MOFCOM issued the Provisions on the List of Unreliable Entities, effective on September 19, 2020. The “Unreliable Entity” list allows the MOFCOM to take corresponding measures against the following actions of foreign entities in international economic and trade and related activities: (1) endangerment of China’s national sovereignty, security, and development interests; and (2) violation of the regular principles of market transactions, interruption of regular transactions with Chinese enterprises, other organizations or individuals, or taking of discriminatory measures against Chinese enterprises, other organizations or individuals, resulting in serious damage to the legitimate rights and interests of Chinese enterprises, other organizations or individuals.

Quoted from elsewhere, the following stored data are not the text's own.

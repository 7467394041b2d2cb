//! WebSocket connection handlers
//!
//! A [`Handler`] receives the application-level events of every connection
//! on a server. All callbacks run on the event loop, one at a time, so a
//! handler may keep plain mutable state without locking. Long-running work
//! belongs in a spawned task that reports back through a
//! [`ServerHandle`](crate::ServerHandle).

use crate::dispatch::Session;
use async_trait::async_trait;
use bytes::Bytes;
use sockline_core::Result;

/// Trait for handling WebSocket connections
///
/// Every method has a default that does nothing. An error returned from a
/// callback is logged; the connection stays open.
#[async_trait]
pub trait Handler: Send + 'static {
    /// The upgrade response was written and the connection is open
    async fn on_connect(&mut self, _session: &mut Session<'_>) -> Result<()> {
        Ok(())
    }

    /// A complete text message arrived
    async fn on_text(&mut self, _session: &mut Session<'_>, _text: String) -> Result<()> {
        Ok(())
    }

    /// A complete binary message arrived
    async fn on_binary(&mut self, _session: &mut Session<'_>, _data: Bytes) -> Result<()> {
        Ok(())
    }

    /// A pong arrived
    async fn on_pong(&mut self, _session: &mut Session<'_>, _payload: Bytes) -> Result<()> {
        Ok(())
    }

    /// The peer sent a close frame
    ///
    /// The connection is already closing: sends to it are dropped, but the
    /// rest of the server can still be reached through the session. Not
    /// called when a connection is lost or dropped for a protocol error.
    async fn on_close(
        &mut self,
        _session: &mut Session<'_>,
        _code: Option<u16>,
        _reason: String,
    ) -> Result<()> {
        Ok(())
    }
}

/// Boxed handler type
pub type BoxedHandler = Box<dyn Handler>;

#[async_trait]
impl Handler for BoxedHandler {
    async fn on_connect(&mut self, session: &mut Session<'_>) -> Result<()> {
        (**self).on_connect(session).await
    }

    async fn on_text(&mut self, session: &mut Session<'_>, text: String) -> Result<()> {
        (**self).on_text(session, text).await
    }

    async fn on_binary(&mut self, session: &mut Session<'_>, data: Bytes) -> Result<()> {
        (**self).on_binary(session, data).await
    }

    async fn on_pong(&mut self, session: &mut Session<'_>, payload: Bytes) -> Result<()> {
        (**self).on_pong(session, payload).await
    }

    async fn on_close(
        &mut self,
        session: &mut Session<'_>,
        code: Option<u16>,
        reason: String,
    ) -> Result<()> {
        (**self).on_close(session, code, reason).await
    }
}

/// Echo handler implementation
///
/// Answers each text message with `Your message to the server was: '<text>'`
/// and echoes binary messages back unchanged.
#[derive(Debug, Clone, Default)]
pub struct EchoHandler;

impl EchoHandler {
    /// Create a new echo handler
    pub fn new() -> Self {
        Self
    }

    /// Reply sent for a text message
    pub fn reply_for(text: &str) -> String {
        format!("Your message to the server was: '{}'", text)
    }
}

#[async_trait]
impl Handler for EchoHandler {
    async fn on_text(&mut self, session: &mut Session<'_>, text: String) -> Result<()> {
        session.send_text(&Self::reply_for(&text)).await
    }

    async fn on_binary(&mut self, session: &mut Session<'_>, data: Bytes) -> Result<()> {
        session.send_binary(&data).await
    }
}

#[cfg(test)]
mod tests {
    use super::*;

    #[test]
    fn test_echo_reply() {
        assert_eq!(
            EchoHandler::reply_for("hello"),
            "Your message to the server was: 'hello'"
        );
        assert_eq!(
            EchoHandler::reply_for(""),
            "Your message to the server was: ''"
        );
    }
}
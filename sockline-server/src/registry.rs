//! Connection registry
//!
//! The registry maps connection ids to their protocol state and write half.
//! It is owned by the event loop and never shared, so it needs no locking;
//! every write goes through it and is awaited to completion before the loop
//! moves on, which keeps frames from interleaving on the wire.

use crate::connection::{ConnectionId, ConnectionState, Limits};
use sockline_core::{Error, Result};
use std::collections::HashMap;
use std::fmt;
use std::net::SocketAddr;
use std::time::Duration;
use tokio::io::{AsyncWrite, AsyncWriteExt};
use tokio::task::JoinHandle;

/// Write half of a connection
pub type BoxedWriter = Box<dyn AsyncWrite + Send + Unpin>;

/// Why a connection left the registry
#[derive(Debug, Clone, Copy, PartialEq, Eq)]
pub enum CloseReason {
    /// Close handshake initiated by the peer
    Normal,
    /// The peer went away without a close frame
    Disconnected,
    /// The peer violated the protocol
    ProtocolError,
    /// A write failed or timed out
    WriteFailed,
    /// Closed through a [`ServerHandle`](crate::ServerHandle)
    Local,
    /// The server is shutting down
    Shutdown,
}

/// Registry statistics
#[derive(Debug, Clone, Default, PartialEq, Eq)]
pub struct RegistryStats {
    /// Connections currently registered
    pub active_connections: usize,
    /// Connections registered since start
    pub total_connections: u64,
    /// Peak number of concurrent connections
    pub peak_connections: usize,
    /// Close handshakes completed
    pub normal_closures: u64,
    /// Peers that vanished without closing
    pub disconnects: u64,
    /// Connections dropped for protocol violations or write failures
    pub error_closures: u64,
    /// Connections closed by the server
    pub local_closures: u64,
}

struct Entry {
    state: ConnectionState,
    writer: BoxedWriter,
    reader: Option<JoinHandle<()>>,
}

/// All live connections of one server
#[derive(Default)]
pub struct ConnectionRegistry {
    connections: HashMap<ConnectionId, Entry>,
    next_id: u64,
    stats: RegistryStats,
}

impl fmt::Debug for ConnectionRegistry {
    fn fmt(&self, f: &mut fmt::Formatter<'_>) -> fmt::Result {
        f.debug_struct("ConnectionRegistry")
            .field("connections", &self.connections.len())
            .field("next_id", &self.next_id)
            .field("stats", &self.stats)
            .finish()
    }
}

impl ConnectionRegistry {
    /// Create an empty registry
    pub fn new() -> Self {
        Self::default()
    }

    /// Register a freshly accepted connection in `AwaitingHandshake`
    pub fn register(
        &mut self,
        remote_addr: SocketAddr,
        writer: BoxedWriter,
        limits: Limits,
    ) -> ConnectionId {
        self.next_id += 1;
        let id = ConnectionId::new(self.next_id);

        self.connections.insert(
            id,
            Entry {
                state: ConnectionState::new(id, remote_addr, limits),
                writer,
                reader: None,
            },
        );

        self.stats.total_connections += 1;
        self.stats.active_connections = self.connections.len();
        self.stats.peak_connections = self.stats.peak_connections.max(self.connections.len());
        id
    }

    /// Attach the reader task so it is stopped when the connection goes away
    pub fn attach_reader(&mut self, id: ConnectionId, reader: JoinHandle<()>) {
        match self.connections.get_mut(&id) {
            Some(entry) => entry.reader = Some(reader),
            None => reader.abort(),
        }
    }

    /// Remove a connection, stopping its reader and dropping its writer
    ///
    /// Returns the final state, or `None` if the id was already gone.
    pub fn remove(&mut self, id: ConnectionId, reason: CloseReason) -> Option<ConnectionState> {
        let Entry {
            mut state, reader, ..
        } = self.connections.remove(&id)?;

        if let Some(reader) = reader {
            reader.abort();
        }
        state.mark_closed();

        self.stats.active_connections = self.connections.len();
        match reason {
            CloseReason::Normal => self.stats.normal_closures += 1,
            CloseReason::Disconnected => self.stats.disconnects += 1,
            CloseReason::ProtocolError | CloseReason::WriteFailed => {
                self.stats.error_closures += 1
            }
            CloseReason::Local | CloseReason::Shutdown => self.stats.local_closures += 1,
        }

        Some(state)
    }

    /// Get a connection's state
    pub fn get(&self, id: ConnectionId) -> Option<&ConnectionState> {
        self.connections.get(&id).map(|entry| &entry.state)
    }

    /// Get a connection's state mutably
    pub fn get_mut(&mut self, id: ConnectionId) -> Option<&mut ConnectionState> {
        self.connections.get_mut(&id).map(|entry| &mut entry.state)
    }

    /// Check whether a connection is registered
    pub fn contains(&self, id: ConnectionId) -> bool {
        self.connections.contains_key(&id)
    }

    /// Number of registered connections
    pub fn len(&self) -> usize {
        self.connections.len()
    }

    /// Check if no connections are registered
    pub fn is_empty(&self) -> bool {
        self.connections.is_empty()
    }

    /// Ids of every registered connection
    pub fn ids(&self) -> Vec<ConnectionId> {
        self.connections.keys().copied().collect()
    }

    /// Ids of connections that completed the handshake and are not closing
    pub fn open_ids(&self) -> Vec<ConnectionId> {
        let mut ids: Vec<_> = self
            .connections
            .iter()
            .filter(|(_, entry)| entry.state.is_open())
            .map(|(id, _)| *id)
            .collect();
        ids.sort_unstable();
        ids
    }

    /// Get registry statistics
    pub fn stats(&self) -> &RegistryStats {
        &self.stats
    }

    /// Write raw bytes regardless of the connection's state
    pub async fn write(&mut self, id: ConnectionId, bytes: &[u8], timeout: Duration) -> Result<()> {
        let entry = self
            .connections
            .get_mut(&id)
            .ok_or_else(|| Error::Connection(format!("unknown connection {}", id)))?;

        let writer = &mut entry.writer;
        let write = async {
            writer.write_all(bytes).await?;
            writer.flush().await
        };

        match tokio::time::timeout(timeout, write).await {
            Ok(Ok(())) => {
                entry.state.record_sent(bytes.len());
                Ok(())
            }
            Ok(Err(e)) => Err(Error::Io(e)),
            Err(_) => Err(Error::WriteTimeout { timeout }),
        }
    }

    /// Write to an open connection; returns `Ok(false)` without writing otherwise
    pub async fn send(&mut self, id: ConnectionId, bytes: &[u8], timeout: Duration) -> Result<bool> {
        let open = self.get(id).map_or(false, ConnectionState::is_open);
        if !open {
            return Ok(false);
        }
        self.write(id, bytes, timeout).await?;
        Ok(true)
    }

    /// Write to every open connection, returning the ids whose write failed
    pub async fn broadcast(&mut self, bytes: &[u8], timeout: Duration) -> Vec<ConnectionId> {
        let mut failed = Vec::new();
        for id in self.open_ids() {
            if self.write(id, bytes, timeout).await.is_err() {
                failed.push(id);
            }
        }
        failed
    }
}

Following that, the Standing Committee of the National People’s Congress passed the Export Control Law of the People’s Republic of China, effective on October 17, 2020. It empowers the People’s Republic of China, depending on the situation, to take reciprocal measures against any country or region whose abuse of export control measures endangers the national security and interests of the People’s Republic of China.
Subsequently, MOFCOM released the Rules on Counteracting Unjustified Extra-Territorial Application of Foreign Legislation and Other Measures, effective on January 9, 2021. These rules allow the Chinese government to take necessary countermeasures based on actual circumstances and needs in response to unjustified extraterritorial application of foreign legislation and other measures.
Against this background, Article 13 of the Anti-Sanctions Law echoes the above legislation by stating that in addition to the Anti-Sanctions Law, relevant laws, administrative regulations and departmental rules may provide for the adoption of other necessary countermeasures against acts that endanger China's sovereignty, security and development interests. With this in mind, we may anticipate that it is possible that a foreign violator may be simultaneously subject to the “Unreliable Entity” list, the export control measures, the non-application of foreign laws, as well as the countermeasure list.